With one year of 64-slice CT experience to draw upon, radiologists at Boston University Medical Center say the device has revolutionized head and neck imaging, particularly trauma cases. The 64-slice scanner’s high resolution and isotropic nature both contribute to highly valuable reconstructions, according to Dr. Alexander Norbash, radiology chair.

With one year of 64-slice CT experience to draw upon, radiologists at Boston University Medical Center say the device has revolutionized head and neck imaging, particularly trauma cases. The 64-slice scanner's high resolution and isotropic nature both contribute to highly valuable reconstructions, according to Dr. Alexander Norbash, radiology chair.

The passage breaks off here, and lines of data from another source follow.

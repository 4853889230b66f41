use anyhow::{bail, Context, Result};
use clap::Parser;
use log::info;

mod cli;
mod logger;
mod output;
mod scenes;

use cli::Args;
use logger::init_logger;
use lux_core::Texture;
use lux_renderer::render;

fn main() -> Result<()> {
    let args = Args::parse();

    init_logger(args.log_level.into());

    info!("Lux {}", env!("CARGO_PKG_VERSION"));

    run(&args)
}

fn run(args: &Args) -> Result<()> {
    if args.width == 0 || args.height == 0 {
        bail!("Image size must be non-zero, got {}x{}", args.width, args.height);
    }

    let settings = args.render_settings()?;
    settings.validate()?;

    let aspect = args.width as f32 / args.height as f32;
    let (scene, camera) = scenes::build(args.scene, aspect)
        .with_context(|| format!("Failed to build the {:?} scene", args.scene))?;

    let mut framebuffer = Texture::new(args.width, args.height);
    let stats = render(&scene, &camera, &settings, &mut framebuffer)?;

    info!(
        "Traced {} samples over {} rows in {:.2?}",
        stats.samples, stats.rows, stats.elapsed
    );

    output::save_image(&framebuffer, &args.output)
}

#[cfg(test)]
mod tests {
    use super::*;

    #[test]
    fn test_run_writes_image() {
        let path = std::env::temp_dir().join(format!("lux_run_{}.bmp", std::process::id()));
        let args = Args::try_parse_from([
            "lux",
            "--scene",
            "furnace",
            "--width",
            "6",
            "--height",
            "4",
            "-s",
            "2",
            "--max-bounces",
            "1",
            "--output",
            path.to_str().unwrap(),
        ])
        .unwrap();

        run(&args).unwrap();
        let image = lux_core::bmp::load(&path).unwrap();
        std::fs::remove_file(&path).unwrap();

        // 1 + 0.5 clamps to white
        assert_eq!((image.width(), image.height()), (6, 4));
        assert!(image.pixels().iter().all(|p| p.min_element() > 0.99));
    }

    #[test]
    fn test_run_rejects_empty_image() {
        let args = Args::try_parse_from(["lux", "--width", "0"]).unwrap();
        assert!(run(&args).is_err());
    }
}
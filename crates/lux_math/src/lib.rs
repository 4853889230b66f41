// Re-export glam for convenience
pub use glam::*;

// Lux math types
mod color;
mod interval;
mod ray;
mod vector;

pub use color::{clamp_color, linear_to_gamma, luminance, Color};
pub use interval::Interval;
pub use ray::Ray;
pub use vector::{orthonormal_basis, reflect};

#[cfg(test)]
mod tests {
    use super::*;

    #[test]
    fn test_vec3_operations() {
        let a = Vec3::new(1.0, 2.0, 3.0);
        let b = Vec3::new(4.0, 5.0, 6.0);
        assert_eq!(a + b, Vec3::new(5.0, 7.0, 9.0));
        assert_eq!(a * 2.0, Vec3::new(2.0, 4.0, 6.0));
        assert_eq!(a.dot(b), 32.0);
        assert_eq!(Vec3::X.cross(Vec3::Y), Vec3::Z);
    }

    #[test]
    fn test_normalized_is_unit_length() {
        let samples = [
            Vec3::new(3.0, 4.0, 0.0),
            Vec3::new(-1e-3, 2e-3, 5e-4),
            Vec3::new(1e4, -2e4, 3e4),
            Vec3::new(0.0, 0.0, -7.5),
        ];

        for v in samples {
            assert!((v.normalize().length() - 1.0).abs() < 1e-5, "{v:?}");
        }
    }

    #[test]
    fn test_lerp() {
        let a = Vec3::ZERO;
        let b = Vec3::new(2.0, 4.0, 6.0);
        assert_eq!(a.lerp(b, 0.5), Vec3::new(1.0, 2.0, 3.0));
        assert_eq!(a.lerp(b, 0.0), a);
        assert_eq!(a.lerp(b, 1.0), b);
    }
}
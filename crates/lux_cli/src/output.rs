//! Image output.
//!
//! The framebuffer is written as a 24-bit BMP or an 8-bit PNG, chosen by the
//! output file extension.

use std::path::Path;

use anyhow::{bail, Context, Result};
use image::{ImageBuffer, Rgb};
use log::info;
use lux_core::{bmp, Texture};

/// Save `texture` to `path`, picking the format from the extension.
pub fn save_image(texture: &Texture, path: &Path) -> Result<()> {
    let extension = path
        .extension()
        .and_then(|ext| ext.to_str())
        .map(str::to_ascii_lowercase);

    match extension.as_deref() {
        Some("bmp") => bmp::save(texture, path)
            .with_context(|| format!("Failed to write BMP {}", path.display()))?,
        Some("png") => save_png(texture, path)?,
        _ => bail!(
            "Unsupported output extension for {} (expected .bmp or .png)",
            path.display()
        ),
    }

    info!("Image saved as {}", path.display());
    Ok(())
}

/// Save as an 8-bit RGB PNG.
fn save_png(texture: &Texture, path: &Path) -> Result<()> {
    let image: ImageBuffer<Rgb<u8>, Vec<u8>> =
        ImageBuffer::from_raw(texture.width(), texture.height(), texture.to_rgb8())
            .context("Framebuffer size does not match its pixel data")?;

    image
        .save(path)
        .with_context(|| format!("Failed to write PNG {}", path.display()))
}
//! End-of-day history download and parsing.
//!
//! The venue serves one CSV per instrument and adjustment mode. Both modes
//! are downloaded as a pair, glued line-by-line into 20-field records and
//! parsed into combined daily bars.

use chrono::NaiveDate;

use crate::error::{AppError, Result};
use crate::models::{DailyBar, Instrument};
use crate::services::fetch::Fetcher;

/// Fields per combined line: ten per adjustment side.
const COMBINED_FIELDS: usize = 20;

/// Download lines before the header: disclaimer, instrument name, blank.
const PREAMBLE_LINES: usize = 3;

fn history_url(isin: &str, mic: &str, adjusted: bool) -> String {
    format!(
        "https://live.euronext.com/en/ajax/AwlHistoricalPrice/getFullDownloadAjax/{}-{}\
?format=csv&decimal_separator=.&date_form=d%2Fm%2FY&op=&&adjusted={}\
&base100=&startdate=2000-01-01&enddate=2034-12-31",
        isin.to_uppercase(),
        mic.to_uppercase(),
        if adjusted { "Y" } else { "N" }
    )
}

async fn download_history(
    fetcher: &Fetcher,
    instrument: &Instrument,
    adjusted: bool,
) -> Result<Vec<u8>> {
    let url = history_url(&instrument.isin, &instrument.mic, adjusted);
    let referer = instrument.quotes_page();
    let label = format!(
        "{}-{}-{}-{}-{}",
        instrument.mic,
        instrument.kind,
        instrument.mnemonic,
        instrument.isin,
        if adjusted { "Y" } else { "N" }
    );

    fetcher.get(&url, &referer, &label, true).await
}

/// Download the adjusted and unadjusted histories of one instrument.
///
/// Returns `(adjusted, unadjusted)`; the pair is all-or-nothing so a run
/// never merges one side of a partially failed download.
pub async fn download_pair(
    fetcher: &Fetcher,
    instrument: &Instrument,
) -> Result<(Vec<u8>, Vec<u8>)> {
    let adjusted = download_history(fetcher, instrument, true)
        .await
        .map_err(|e| AppError::Network(format!("cannot get EOD adjusted history: {}", e)))?;

    let unadjusted = download_history(fetcher, instrument, false)
        .await
        .map_err(|e| AppError::Network(format!("cannot get EOD unadjusted history: {}", e)))?;

    Ok((adjusted, unadjusted))
}

/// Glue the unadjusted and adjusted downloads line-by-line into
/// `raw;adjusted` records, tolerating unequal line counts by padding the
/// shorter side. Returns the combined lines and both raw line counts.
pub fn combine_lines(raw: &[u8], adjusted: &[u8]) -> (Vec<String>, usize, usize) {
    let raw = String::from_utf8_lossy(raw);
    let adjusted = String::from_utf8_lossy(adjusted);
    let lines_raw: Vec<&str> = raw.split('\n').collect();
    let lines_adj: Vec<&str> = adjusted.split('\n').collect();
    let len_raw = lines_raw.len();
    let len_adj = lines_adj.len();

    let mut combined = Vec::with_capacity(len_raw.max(len_adj));
    for i in 0..len_raw.max(len_adj) {
        let raw_line = lines_raw.get(i).copied().unwrap_or("");
        let adj_line = lines_adj.get(i).copied().unwrap_or("");
        if raw_line.is_empty() && adj_line.is_empty() {
            continue;
        }
        combined.push(format!("{};{}", raw_line, adj_line));
    }

    (combined, len_raw, len_adj)
}

/// Strip the vendor's apostrophe gap-marking prefix, noting it in `marking`.
fn clean_field<'a>(field: &'a str, marking: &mut bool) -> &'a str {
    let field = field.trim();
    if let Some(stripped) = field.strip_prefix('\'') {
        *marking = true;
        stripped
    } else {
        field
    }
}

fn parse_price(field: &str, marking: &mut bool, what: &str, line_no: usize) -> Result<f64> {
    let cleaned = clean_field(field, marking);
    if cleaned.is_empty() || cleaned == "0" || cleaned == "0.0" {
        return Ok(0.0);
    }

    cleaned.parse::<f64>().map_err(|e| {
        AppError::Parse(format!(
            "line {}: cannot parse {} '{}': {}",
            line_no, what, cleaned, e
        ))
    })
}

/// Parse combined download lines into daily bars.
///
/// The download starts with three metadata lines, then the header; a short
/// first data line means the instrument has no history at all.
pub fn parse_combined(lines: &[String]) -> Result<Vec<DailyBar>> {
    let mut history = Vec::new();

    for (i, line) in lines.iter().enumerate() {
        if i < PREAMBLE_LINES {
            continue;
        }

        let line_no = i + 1;
        if i == PREAMBLE_LINES {
            if !line.starts_with("Date;Open;") {
                return Err(AppError::Parse(format!(
                    "line {}: unexpected header line: {}",
                    line_no, line
                )));
            }
            continue;
        }

        if i == PREAMBLE_LINES + 1 && line.len() < 10 {
            return Ok(history); // Empty history
        }

        let parts: Vec<&str> = line.split(';').collect();
        if parts.len() != COMBINED_FIELDS {
            return Err(AppError::Parse(format!(
                "line {}: expected {} fields, got {}: {}",
                line_no,
                COMBINED_FIELDS,
                parts.len(),
                line
            )));
        }

        let mut marking = false;
        let mut marking_adjusted = false;

        let date_raw = clean_field(parts[0], &mut marking).to_string();
        let date = NaiveDate::parse_from_str(&date_raw, "%d/%m/%Y").map_err(|e| {
            AppError::Parse(format!(
                "line {}: cannot parse date '{}': {}",
                line_no, date_raw, e
            ))
        })?;

        let date_adj = clean_field(parts[10], &mut marking_adjusted);
        if date_raw != date_adj {
            return Err(AppError::Parse(format!(
                "line {}: date '{}' does not match adjusted date '{}'",
                line_no, date_raw, date_adj
            )));
        }

        let open = parse_price(parts[1], &mut marking, "open price", line_no)?;
        let high = parse_price(parts[2], &mut marking, "high price", line_no)?;
        let low = parse_price(parts[3], &mut marking, "low price", line_no)?;
        let last = parse_price(parts[4], &mut marking, "last price", line_no)?;
        let close = parse_price(parts[5], &mut marking, "close price", line_no)?;
        let number_of_shares = parse_price(parts[6], &mut marking, "number of shares", line_no)?;
        let number_of_trades = parse_price(parts[7], &mut marking, "number of trades", line_no)?;
        let turnover = parse_price(parts[8], &mut marking, "turnover", line_no)?;
        let vwap = parse_price(parts[9], &mut marking, "vwap", line_no)?;

        let open_adjusted = parse_price(
            parts[11],
            &mut marking_adjusted,
            "adjusted open price",
            line_no,
        )?;
        let high_adjusted = parse_price(
            parts[12],
            &mut marking_adjusted,
            "adjusted high price",
            line_no,
        )?;
        let low_adjusted = parse_price(
            parts[13],
            &mut marking_adjusted,
            "adjusted low price",
            line_no,
        )?;
        let last_adjusted = parse_price(
            parts[14],
            &mut marking_adjusted,
            "adjusted last price",
            line_no,
        )?;
        let close_adjusted = parse_price(
            parts[15],
            &mut marking_adjusted,
            "adjusted close price",
            line_no,
        )?;
        let number_of_shares_adjusted = parse_price(
            parts[16],
            &mut marking_adjusted,
            "adjusted number of shares",
            line_no,
        )?;
        let number_of_trades_adjusted = parse_price(
            parts[17],
            &mut marking_adjusted,
            "adjusted number of trades",
            line_no,
        )?;
        let turnover_adjusted = parse_price(
            parts[18],
            &mut marking_adjusted,
            "adjusted turnover",
            line_no,
        )?;
        let vwap_adjusted = parse_price(
            parts[19],
            &mut marking_adjusted,
            "adjusted vwap",
            line_no,
        )?;

        let adjustment_factor = if close != close_adjusted && close != 0.0 {
            close_adjusted / close
        } else {
            1.0
        };

        history.push(DailyBar {
            date,
            open,
            high,
            low,
            last,
            close,
            number_of_shares,
            number_of_trades,
            turnover,
            vwap,
            open_adjusted,
            high_adjusted,
            low_adjusted,
            last_adjusted,
            close_adjusted,
            number_of_shares_adjusted,
            number_of_trades_adjusted,
            turnover_adjusted,
            vwap_adjusted,
            adjustment_factor,
            has_marking: marking,
            has_marking_adjusted: marking_adjusted,
        });
    }

    Ok(history)
}
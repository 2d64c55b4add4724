//! Intraday trade download and per-session trade CSVs.

use chrono::{Datelike, Duration, NaiveDate, Utc, Weekday};
use flate2::write::GzEncoder;
use flate2::Compression;
use std::fs::File;
use std::io::Write;
use std::path::Path;

use crate::error::{AppError, Result};
use crate::models::intraday::{trade_label, Trade};
use crate::models::Instrument;
use crate::services::fetch::Fetcher;

fn intraday_url(isin: &str, mic: &str) -> String {
    format!(
        "https://live.euronext.com/en/ajax/getIntradayPriceFilteredData/{}-{}",
        isin.to_uppercase(),
        mic.to_uppercase()
    )
}

/// The most recent weekday, then `days_back` further into the past.
pub fn last_working_day(days_back: u32) -> NaiveDate {
    last_working_day_from(Utc::now().date_naive(), days_back)
}

fn last_working_day_from(mut date: NaiveDate, days_back: u32) -> NaiveDate {
    while matches!(date.weekday(), Weekday::Sat | Weekday::Sun) {
        date -= Duration::days(1);
    }

    date - Duration::days(i64::from(days_back))
}

/// Fetch the trade tape of one instrument for the requested session.
pub async fn fetch_trades(
    fetcher: &Fetcher,
    instrument: &Instrument,
    days_back: u32,
) -> Result<Vec<u8>> {
    let url = intraday_url(&instrument.isin, &instrument.mic);
    let referer = instrument.quotes_page();
    let label = format!(
        "{}-{}-{}-{}",
        instrument.mic, instrument.kind, instrument.mnemonic, instrument.isin
    );

    let form = [
        ("nbitems", "900000".to_string()),
        ("timezone", "CET".to_string()),
        (
            "date",
            last_working_day(days_back).format("%Y-%m-%d").to_string(),
        ),
    ];

    fetcher.post_form(&url, &referer, &label, &form).await
}

/// Write one session's trades as `time;price;volume;type`, gzip-compressed
/// when the file name ends in `.gz`.
pub fn write_trades_csv(path: &Path, trades: &[Trade]) -> Result<usize> {
    let file = File::create(path).map_err(|e| {
        AppError::Io(format!("cannot create csv file '{}': {}", path.display(), e))
    })?;

    let mut writer: Box<dyn Write> = if path.extension().map(|e| e == "gz").unwrap_or(false) {
        Box::new(GzEncoder::new(file, Compression::default()))
    } else {
        Box::new(file)
    };

    writeln!(writer, "time;price;volume;type")
        .map_err(|e| AppError::Io(format!("cannot write to '{}': {}", path.display(), e)))?;

    for trade in trades {
        writeln!(
            writer,
            "{};{};{};{}",
            trade.time,
            trade.price,
            trade.volume,
            trade_label(&trade.kind)
        )
        .map_err(|e| AppError::Io(format!("cannot write to '{}': {}", path.display(), e)))?;
    }

    writer
        .flush()
        .map_err(|e| AppError::Io(format!("cannot flush '{}': {}", path.display(), e)))?;

    Ok(trades.len())
}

The facility leapt directly from one four-slice and two single-slice scanners to three 64-slice CT devices in April 2005. BUMC scanned its 1000th patient with 64-slice CT this past May. Installation of the new scanners has sparked an 18% increase in CT utilization at the center.

"The transition has been dramatic," Norbash said during a presentation at the Stanford Multidetector-Row CT meeting in San Francisco. "MRI has always been advantageous in the neck because of its polyplanar capability. Now we have 64-detector scanners and the ability to perform rapid reconstructions, and it has made a tremendous difference."

The medical center admits about 1600 trauma patients annually. In head and neck trauma, vessels, airways, and bony compartments are easier to evaluate with 64-slice CT, he said. Rapid rendering and various volume and surface-shaded imaging sets permit greater confidence and triage accuracy. Not only can regions be assessed tissue layer by tissue layer, but 64-slice CT also allows better understanding of differential considerations.

The speed and efficiency of image reconstructions has spurred an increase in the number of sinus CTs performed, while the volume of sinus x-rays is nearly negligible. Sinus studies currently consist of axially obtained and coronally reformatted image sets. The preoperative value is perceived as much greater than that of the prior axial scan sets, Norbash said.

Speed and resolution may have expanded the range of diagnostic options possible with CT, but the display technology is at least as important, Norbash said. He posits that radiologists need to rethink interpretation methodologies when it comes to large data sets created by 64-slice CT.

"We need to move toward an understanding of what data streams to import and of what will tangibly give us an understanding of the underlying anatomy," he said. "Some type of visualization methodology that explores the psychology of how we diagnose using these images is going to be integral to the growth of the technology."